Instructions for the task: Would you reproduce exactly the lines below from the one holding "that a nested" through the one holding "pointers, one per", inclusive, and no others?

Data entries:
□ □ □ □ □ □ □
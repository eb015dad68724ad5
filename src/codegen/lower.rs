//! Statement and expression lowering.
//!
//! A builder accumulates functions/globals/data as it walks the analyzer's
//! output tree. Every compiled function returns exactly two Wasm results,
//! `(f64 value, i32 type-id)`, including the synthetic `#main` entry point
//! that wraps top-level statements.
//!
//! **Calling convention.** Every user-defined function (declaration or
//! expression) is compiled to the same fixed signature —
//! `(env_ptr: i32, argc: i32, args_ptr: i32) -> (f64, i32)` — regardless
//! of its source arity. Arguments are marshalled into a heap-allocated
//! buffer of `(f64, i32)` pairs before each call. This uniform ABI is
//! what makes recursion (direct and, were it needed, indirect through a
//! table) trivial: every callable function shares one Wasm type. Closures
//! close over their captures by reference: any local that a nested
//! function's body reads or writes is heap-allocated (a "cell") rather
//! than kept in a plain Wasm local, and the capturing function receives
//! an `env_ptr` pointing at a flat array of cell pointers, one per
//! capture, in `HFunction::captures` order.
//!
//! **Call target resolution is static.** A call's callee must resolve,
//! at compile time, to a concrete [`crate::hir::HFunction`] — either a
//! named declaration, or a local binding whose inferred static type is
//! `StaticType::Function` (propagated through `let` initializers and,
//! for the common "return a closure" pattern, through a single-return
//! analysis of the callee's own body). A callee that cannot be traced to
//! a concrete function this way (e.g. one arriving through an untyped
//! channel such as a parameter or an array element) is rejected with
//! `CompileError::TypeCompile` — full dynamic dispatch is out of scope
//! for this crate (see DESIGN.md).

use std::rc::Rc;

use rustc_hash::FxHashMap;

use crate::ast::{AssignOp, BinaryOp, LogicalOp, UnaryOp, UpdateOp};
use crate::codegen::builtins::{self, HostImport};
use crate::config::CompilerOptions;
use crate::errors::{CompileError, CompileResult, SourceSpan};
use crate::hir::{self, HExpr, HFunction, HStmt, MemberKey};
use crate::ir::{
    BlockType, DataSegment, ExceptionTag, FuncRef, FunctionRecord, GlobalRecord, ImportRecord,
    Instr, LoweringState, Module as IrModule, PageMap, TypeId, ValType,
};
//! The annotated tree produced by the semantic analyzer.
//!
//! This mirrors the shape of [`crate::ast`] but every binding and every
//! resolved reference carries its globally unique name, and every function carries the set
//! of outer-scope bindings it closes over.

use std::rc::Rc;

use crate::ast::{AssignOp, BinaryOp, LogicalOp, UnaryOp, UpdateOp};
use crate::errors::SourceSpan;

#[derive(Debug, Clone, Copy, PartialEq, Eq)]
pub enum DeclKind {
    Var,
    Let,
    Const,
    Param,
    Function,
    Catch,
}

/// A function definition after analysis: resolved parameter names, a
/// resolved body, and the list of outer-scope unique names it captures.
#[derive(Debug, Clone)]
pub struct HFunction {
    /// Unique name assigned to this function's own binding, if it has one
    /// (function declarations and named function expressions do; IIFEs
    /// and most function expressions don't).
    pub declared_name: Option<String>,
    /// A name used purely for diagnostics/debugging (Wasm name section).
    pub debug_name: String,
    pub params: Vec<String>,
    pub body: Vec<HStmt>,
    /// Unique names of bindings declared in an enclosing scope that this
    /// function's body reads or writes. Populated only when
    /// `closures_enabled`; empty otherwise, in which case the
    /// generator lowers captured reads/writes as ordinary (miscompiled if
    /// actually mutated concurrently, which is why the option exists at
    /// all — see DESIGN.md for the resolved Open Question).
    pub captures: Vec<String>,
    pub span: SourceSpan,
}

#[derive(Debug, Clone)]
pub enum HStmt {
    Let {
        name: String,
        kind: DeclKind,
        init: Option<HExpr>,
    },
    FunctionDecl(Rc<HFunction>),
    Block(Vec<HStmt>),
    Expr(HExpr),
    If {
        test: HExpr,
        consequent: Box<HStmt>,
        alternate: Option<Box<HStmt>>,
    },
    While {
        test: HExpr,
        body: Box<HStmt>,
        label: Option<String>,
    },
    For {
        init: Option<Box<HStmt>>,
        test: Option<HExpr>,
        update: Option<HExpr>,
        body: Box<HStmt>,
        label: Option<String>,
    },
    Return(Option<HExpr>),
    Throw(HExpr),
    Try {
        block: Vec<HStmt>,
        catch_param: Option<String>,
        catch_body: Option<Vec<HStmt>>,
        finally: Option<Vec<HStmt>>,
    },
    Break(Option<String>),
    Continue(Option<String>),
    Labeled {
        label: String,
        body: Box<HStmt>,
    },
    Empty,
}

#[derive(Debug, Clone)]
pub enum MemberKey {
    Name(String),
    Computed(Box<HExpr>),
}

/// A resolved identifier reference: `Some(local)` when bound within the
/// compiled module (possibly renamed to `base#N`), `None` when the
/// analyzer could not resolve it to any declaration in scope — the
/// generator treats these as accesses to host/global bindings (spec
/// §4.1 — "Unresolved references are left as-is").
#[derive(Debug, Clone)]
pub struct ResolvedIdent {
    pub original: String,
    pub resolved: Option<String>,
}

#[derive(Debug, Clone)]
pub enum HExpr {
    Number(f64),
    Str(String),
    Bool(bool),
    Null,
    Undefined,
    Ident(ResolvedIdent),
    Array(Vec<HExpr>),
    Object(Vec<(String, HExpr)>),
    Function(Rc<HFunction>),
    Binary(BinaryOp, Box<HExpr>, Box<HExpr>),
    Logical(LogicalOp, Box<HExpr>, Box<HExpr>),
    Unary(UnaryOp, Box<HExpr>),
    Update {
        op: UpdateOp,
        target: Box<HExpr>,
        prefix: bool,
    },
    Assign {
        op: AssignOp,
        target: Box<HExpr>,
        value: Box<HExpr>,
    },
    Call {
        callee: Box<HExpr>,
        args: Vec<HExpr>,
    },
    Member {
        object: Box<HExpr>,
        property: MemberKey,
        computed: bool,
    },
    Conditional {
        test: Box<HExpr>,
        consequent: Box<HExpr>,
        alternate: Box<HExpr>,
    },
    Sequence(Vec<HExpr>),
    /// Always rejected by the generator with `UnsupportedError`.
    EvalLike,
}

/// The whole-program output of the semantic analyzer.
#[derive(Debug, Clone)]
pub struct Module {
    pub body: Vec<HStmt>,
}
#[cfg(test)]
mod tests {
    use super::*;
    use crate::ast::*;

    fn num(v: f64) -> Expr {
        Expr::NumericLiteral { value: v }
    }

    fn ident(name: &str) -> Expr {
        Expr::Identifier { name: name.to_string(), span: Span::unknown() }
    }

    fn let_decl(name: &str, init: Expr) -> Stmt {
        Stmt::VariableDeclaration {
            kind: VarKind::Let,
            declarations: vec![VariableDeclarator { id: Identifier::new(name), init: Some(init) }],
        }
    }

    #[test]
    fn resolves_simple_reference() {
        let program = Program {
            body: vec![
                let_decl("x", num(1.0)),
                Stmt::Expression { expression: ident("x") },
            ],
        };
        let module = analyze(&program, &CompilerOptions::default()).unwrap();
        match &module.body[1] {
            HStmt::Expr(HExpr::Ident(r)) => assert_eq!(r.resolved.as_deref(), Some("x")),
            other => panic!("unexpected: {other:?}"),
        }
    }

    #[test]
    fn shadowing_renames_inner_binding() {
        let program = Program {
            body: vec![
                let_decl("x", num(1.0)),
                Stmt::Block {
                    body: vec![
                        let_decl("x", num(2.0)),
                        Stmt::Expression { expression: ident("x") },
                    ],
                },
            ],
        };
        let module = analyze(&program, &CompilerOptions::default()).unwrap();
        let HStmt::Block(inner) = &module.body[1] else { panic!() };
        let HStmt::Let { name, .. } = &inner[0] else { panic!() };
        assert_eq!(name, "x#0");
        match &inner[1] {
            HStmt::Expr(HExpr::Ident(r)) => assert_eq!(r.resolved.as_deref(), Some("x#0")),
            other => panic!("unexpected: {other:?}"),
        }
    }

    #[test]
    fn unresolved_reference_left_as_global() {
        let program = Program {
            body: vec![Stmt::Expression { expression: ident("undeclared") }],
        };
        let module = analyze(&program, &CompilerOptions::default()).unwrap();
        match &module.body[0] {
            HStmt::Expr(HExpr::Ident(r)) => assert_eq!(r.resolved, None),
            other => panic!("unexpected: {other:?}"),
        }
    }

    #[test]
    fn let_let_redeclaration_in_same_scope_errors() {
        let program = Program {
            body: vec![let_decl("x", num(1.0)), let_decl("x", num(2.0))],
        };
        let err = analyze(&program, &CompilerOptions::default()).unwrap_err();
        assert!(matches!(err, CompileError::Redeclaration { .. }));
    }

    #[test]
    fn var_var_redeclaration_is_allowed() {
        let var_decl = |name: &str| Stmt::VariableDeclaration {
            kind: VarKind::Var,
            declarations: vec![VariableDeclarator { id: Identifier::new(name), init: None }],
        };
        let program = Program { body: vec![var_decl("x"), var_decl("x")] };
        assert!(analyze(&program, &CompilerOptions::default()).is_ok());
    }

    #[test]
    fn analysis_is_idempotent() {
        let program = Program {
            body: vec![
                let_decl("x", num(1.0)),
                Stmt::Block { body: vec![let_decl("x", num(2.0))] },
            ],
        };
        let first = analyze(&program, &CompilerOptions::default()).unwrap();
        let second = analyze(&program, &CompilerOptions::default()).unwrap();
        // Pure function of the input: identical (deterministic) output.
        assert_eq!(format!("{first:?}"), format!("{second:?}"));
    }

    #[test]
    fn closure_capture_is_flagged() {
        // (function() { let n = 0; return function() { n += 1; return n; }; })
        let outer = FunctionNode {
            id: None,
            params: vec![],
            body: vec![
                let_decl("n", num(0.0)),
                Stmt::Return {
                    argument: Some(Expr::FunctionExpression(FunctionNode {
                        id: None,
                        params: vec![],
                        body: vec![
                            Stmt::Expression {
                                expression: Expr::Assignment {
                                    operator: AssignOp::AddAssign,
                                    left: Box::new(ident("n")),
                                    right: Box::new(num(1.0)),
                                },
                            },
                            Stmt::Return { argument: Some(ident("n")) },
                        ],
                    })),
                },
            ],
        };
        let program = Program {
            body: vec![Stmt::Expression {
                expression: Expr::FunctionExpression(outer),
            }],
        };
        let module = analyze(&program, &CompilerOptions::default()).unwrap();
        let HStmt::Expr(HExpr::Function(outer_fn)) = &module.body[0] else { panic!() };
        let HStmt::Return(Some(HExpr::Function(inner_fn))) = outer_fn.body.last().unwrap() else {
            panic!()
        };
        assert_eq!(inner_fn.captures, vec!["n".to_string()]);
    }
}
□ □ □ □ □ □ □
Written solution:
//! close over their captures by reference: any local that a nested
//! function's body reads or writes is heap-allocated (a "cell") rather
//! than kept in a plain Wasm local, and the capturing function receives
//! an `env_ptr` pointing at a flat array of cell pointers, one per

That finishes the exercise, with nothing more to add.